[Sls-mhdc] Final Steps for CCSDS-123.0-B-2 White Book

Kiely, Aaron B (332B) aaron.b.kiely at jpl.nasa.gov
Tue Mar 20 15:27:38 UTC 2018


Dear Working Group,

Thank you for your edits to the White Book for CCSDS-123.0-B-2.

I have uploaded to the CWE a revised draft addressing the comments received:
	CWE Private / 123.1-B / WhiteBook / 123x0w2-2108.03.19.{doc, pdf}

Track changes are used to help you spot revisions since the last draft. Unfortunately, all cross-references appear as though they have been changed even though almost none of them have.


Important next steps:

(1) ***** For everyone representing a CCSDS member agency ***** please send me an email to confirm that you approve submitting the White Book to CCSDS management and requesting agency review. (Note that we can still make revisions — in fact, any working group member can request a revision as part of the agency review process — so please don’t withhold your approval over a minor issue.)

(2) Please check to see if I have satisfactorily addressed your remarks (I think I covered everything except for a few remarks that I’ve addressed below, but it’s possible I missed something).

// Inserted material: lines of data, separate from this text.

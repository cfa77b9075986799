// Module `index` implement the public face of the concurrent red-black
// tree.
//
// [Index] type allow concurrent read and write access at API level. How
// readers and writers are kept apart is chosen once, at construction, by
// the [Strategy]:
//
// *Global*, every operation holds one exclusive mutex. No reader
// parallelism, no surprises.
//
// *ReadWrite*, lookups share a global latch while writes hold it
// exclusively. Readers run in parallel with each other, never with a
// writer.
//
// *Coupled*, lookups latch nodes hand-over-hand, down from the root, and
// never hold more than two node latches. Writers are serialized by the
// same mutex used by the Global strategy, the writer permit, and latch
// only the nodes they re-link. Readers run in parallel with each other
// and with the writer.
//
// *spin*, relevant only in multi-threaded context. Configuring spin as
// _true_ will have the calling thread to spin while waiting to acquire a
// latch. Configuring it as _false_ will have the calling thread to yield
// to OS scheduler while waiting.
//
// Validation needs a tree that is not changing underneath, use
// [Index::quiesce] to hold off writers, or [Index::verify] which does that
// by itself.

use log::{debug, error};

use std::{
    borrow::Borrow,
    fmt,
    sync::{Arc, Mutex, MutexGuard},
};

use crate::{
    rbt::{node::Node, tree::Tree, Config, Stats, Strategy},
    util::{spinlock::ReadGuard, Spinlock},
    Result,
};

/// Index type for thread-safe, concurrent reads and serialized writes.
#[derive(Clone)]
pub struct Index<K, V> {
    name: String,
    strategy: Strategy,
    spin: bool,

    mu: Arc<Mutex<()>>,
    latch: Arc<Spinlock<()>>,
    tree: Arc<Tree<K, V>>,
}

/// Guard returned by [Index::quiesce], writers are held off until it is
/// dropped.
pub enum Quiesce<'a> {
    Mutex(MutexGuard<'a, ()>),
    Latch(ReadGuard<()>),
}

impl<K, V> Index<K, V> {
    /// Create an empty index, with default configuration for `strategy`.
    pub fn new(name: &str, strategy: Strategy) -> Index<K, V> {
        let mut config = Config::new(name);
        config.set_strategy(strategy);
        Index::from_config(&config)
    }

    pub fn from_config(config: &Config) -> Index<K, V> {
        debug!(
            "rbt index {:?} strategy:{} spin:{}",
            config.name, config.strategy, config.spin
        );

        Index {
            name: config.name.clone(),
            strategy: config.strategy,
            spin: config.spin,

            mu: Arc::new(Mutex::new(())),
            latch: Arc::new(Spinlock::with_spin((), config.spin)),
            tree: Arc::new(Tree::new(config.spin)),
        }
    }

    /// Return name of the index.
    #[inline]
    pub fn to_name(&self) -> String {
        self.name.clone()
    }

    #[inline]
    pub fn to_strategy(&self) -> Strategy {
        self.strategy
    }

    /// Return whether spin-concurrency is enabled.
    #[inline]
    pub fn is_spin(&self) -> bool {
        self.spin
    }

    /// Return number of entries in this instance.
    #[inline]
    pub fn len(&self) -> usize {
        self.tree.len()
    }

    /// Return whether index is empty.
    #[inline]
    pub fn is_empty(&self) -> bool {
        self.len() == 0
    }

    /// Return the mutex serializing all operations for [Strategy::Global]
    /// and serializing writers for [Strategy::Coupled].
    pub fn as_mutex(&self) -> &Mutex<()> {
        &self.mu
    }

    /// Return the shared/exclusive latch used by [Strategy::ReadWrite].
    pub fn as_latch(&self) -> &Arc<Spinlock<()>> {
        &self.latch
    }

    /// Hold off writers, for as long as the returned guard is alive.
    /// Lookups from other threads continue under [Strategy::Coupled], and
    /// under [Strategy::ReadWrite] until a writer queues up on the latch.
    /// Don't call lookup from the thread holding the guard, except for
    /// [Strategy::Coupled].
    pub fn quiesce(&self) -> Quiesce<'_> {
        match self.strategy {
            Strategy::Global | Strategy::Coupled => Quiesce::Mutex(self.lock()),
            Strategy::ReadWrite => Quiesce::Latch(self.latch.read()),
        }
    }

    /// Return index statistics. `blacks` and `depths` are computed only
    /// by [Index::verify].
    pub fn to_stats(&self) -> Result<Stats> {
        use std::mem::size_of;

        let arena = self.tree.as_arena();

        let mut stats = Stats::new(&self.name, self.strategy, self.spin);
        stats.node_size = size_of::<Node<K, V>>();
        stats.n_count = self.tree.len();
        stats.n_slots = arena.to_capacity();
        stats.latch_stats = self.latch.to_stats()?;
        stats.arena_stats = arena.to_spin_stats()?;
        Ok(stats)
    }

    fn lock(&self) -> MutexGuard<()> {
        match self.mu.lock() {
            Ok(guard) => guard,
            Err(err) => panic!("{} poisoned lock {}, call the programmer", self.name, err),
        }
    }
}

impl<K, V> Index<K, V>
where
    K: Ord,
{
    /// Get value for `key`, None if key is not present.
    pub fn lookup<Q>(&self, key: &Q) -> Option<V>
    where
        K: Borrow<Q>,
        V: Clone,
        Q: Ord + ?Sized,
    {
        match self.strategy {
            Strategy::Global => {
                let _guard = self.lock();
                self.tree.get(key)
            }
            Strategy::ReadWrite => {
                let _guard = self.latch.read();
                self.tree.get(key)
            }
            Strategy::Coupled => self.tree.get_coupled(key),
        }
    }

    /// Set {key, value} in index, overwriting the value if key is already
    /// present.
    pub fn insert(&self, key: K, value: V) {
        self.set(key, value);
    }

    /// Same as [Index::insert], return the overwritten value if any.
    pub fn set(&self, key: K, value: V) -> Option<V> {
        match self.strategy {
            Strategy::Global | Strategy::Coupled => {
                let _guard = self.lock();
                self.tree.set(key, value)
            }
            Strategy::ReadWrite => {
                let _guard = self.latch.write();
                self.tree.set(key, value)
            }
        }
    }

    /// Remove entry for `key`, return whether it was present.
    pub fn erase<Q>(&self, key: &Q) -> bool
    where
        K: Borrow<Q>,
        Q: Ord + ?Sized,
    {
        self.remove(key).is_some()
    }

    /// Same as [Index::erase], return the removed value if any.
    pub fn remove<Q>(&self, key: &Q) -> Option<V>
    where
        K: Borrow<Q>,
        Q: Ord + ?Sized,
    {
        match self.strategy {
            Strategy::Global | Strategy::Coupled => {
                let _guard = self.lock();
                self.tree.remove(key)
            }
            Strategy::ReadWrite => {
                let _guard = self.latch.write();
                self.tree.remove(key)
            }
        }
    }

    /// Validate the tree with following rules:
    ///
    /// * Root node is always black in color.
    /// * Sentinel is always black in color.
    /// * Verify the sort order between a node and its ancestors.
    /// * Make sure there are no consecutive reds.
    /// * Make sure number of blacks are same on every path.
    /// * Make sure that the maximum depth do not exceed the limit.
    ///
    /// Takes no lock, caller shall hold the guard from [Index::quiesce]
    /// or otherwise make sure there is no concurrent writer.
    pub fn validate(&self) -> bool
    where
        K: fmt::Debug,
    {
        match self.tree.validate() {
            Ok(report) => {
                debug!(
                    "{} validated n_count:{} blacks:{}",
                    self.name, report.n_count, report.blacks
                );
                true
            }
            Err(err) => {
                error!("{} validate failed {}", self.name, err);
                false
            }
        }
    }

    /// Self contained [Index::validate], holds off writers while
    /// validating and return statistics, along with black count and
    /// depth histogram.
    pub fn verify(&self) -> Result<Stats>
    where
        K: fmt::Debug,
    {
        let (report, mut stats) = {
            let _guard = self.quiesce();
            (self.tree.validate()?, self.to_stats()?)
        };
        stats.blacks = Some(report.blacks);
        stats.depths = Some(report.depths);
        Ok(stats)
    }
}

#[cfg(test)]
pub fn load_index<K, V>(
    name: &str,
    strategy: Strategy,
    seed: u64,
    n_sets: usize,
    n_erases: usize,
) -> (Index<K, V>, std::collections::BTreeMap<K, V>)
where
    K: Clone + Ord,
    V: Clone,
    rand::distributions::Standard: rand::distributions::Distribution<K>,
    rand::distributions::Standard: rand::distributions::Distribution<V>,
{
    use rand::{rngs::SmallRng, Rng, SeedableRng};

    let mut rng = SmallRng::seed_from_u64(seed);
    let mut model = std::collections::BTreeMap::new();
    let index = Index::new(name, strategy);

    let (mut se, mut er) = (n_sets, n_erases);
    while (se + er) > 0 {
        let key: K = rng.gen();
        match rng.gen::<usize>() % (se + er) {
            n if n < se => {
                let value: V = rng.gen();
                index.insert(key.clone(), value.clone());
                model.insert(key, value);
                se -= 1;
            }
            _ => {
                // pick a present key, if any, to make erase count.
                let key = match model.range(key.clone()..).next() {
                    Some((k, _)) => k.clone(),
                    None => key,
                };
                assert_eq!(index.erase(&key), model.remove(&key).is_some());
                er -= 1;
            }
        }
    }

    (index, model)
}

#[cfg(test)]
#[path = "index_test.rs"]
mod index_test;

Let me know if you have suggestions for further refinements.

(3) Please note the following tentative changes and let me know your opinion:

- The Working Group has reached consensus that periodic error limit updating will not be used under BSQ encoding order. But when band-dependent error limits are used with BSQ encoding, there is not universal agreement on whether error limit values will be encoded (a) with each band or (b) in the header. The current draft assumes (b), but this is subject to change pending further discussion.

- The general practice in the White Book has been to omit pieces of the header in cases where we know that they’ll convey no information. Following this practice, I have eliminated the Error Limit Update Period block when BSQ encoding is used. This change is a nuisance for those of us who have produced an implementation, but hopefully a minor one.

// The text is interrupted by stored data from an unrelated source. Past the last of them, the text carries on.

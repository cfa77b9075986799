//! Module implement concurrent red-black tree with pluggable locking.

mod arena;
mod config;
mod depth;
mod index;
mod lockset;
mod node;
mod stats;
mod tree;
mod validate;

pub use config::{Config, Strategy};
pub use depth::Depth;
pub use index::{Index, Quiesce};
pub use node::Color;
pub use stats::Stats;
pub use validate::MAX_TREE_DEPTH;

- We had defined an optional 2D supplementary information table to span the X-Z plane. Roberto suggests that we also allow an X-Y table. This seems reasonable, and it’s not hard to add, so I’ve revised the White Book to define both types of 2D tables. If you have objections, let me know, it’s easy to revert to the previous version.


Finally, there are a few remarks that I did not address in this revision. Here’s a list of those remarks and my rationale:

- Section 2.3 “Would it be possible to also have a similar table specifying which sections contain the “extra” material needed to upgrade 123.0 to the new standard?”  — I think this is covered by the first column of Table 2-1. Perhaps I’m not understanding this comment.

- Section 4.1 “If I recall it well, we reached consensus about imposing (or at least advising) reduced mode with “narrow”. I think this is important for implementors, so shouldn’t we say it more clearly (here or somewhere else)?” — I’m not sure that we have the experimental data to make a strong recommendation that narrow + full mode is bad. I’m reluctant to suggest that this combination is a bad idea without more confidence. This might be something we save for the Green Book.

- Section 4.7.3 (equation 37) “Should we add here a note saying that this formulation is equal to that of equation (29) in [C2]?” I’m reluctant to start going into details about how the new equations replace the old ones (there are a lot of places where we might do this).

- Section 5.1: (on sample encoding order having “virtually” no impact on compressed image size under the hybrid coder) “This is a bit vague… For the sample adaptive encoder it is written that the coding order does not affect coding efficiency, which is very clear. The explanation for the block-adaptive encoder is also rather detailed.” This is a valid point. Unfortunately, I can’t see how to make this less vague without going into a lot more detail than is really appropriate for this overview subsection. I suggest that we cover this in the Green Book.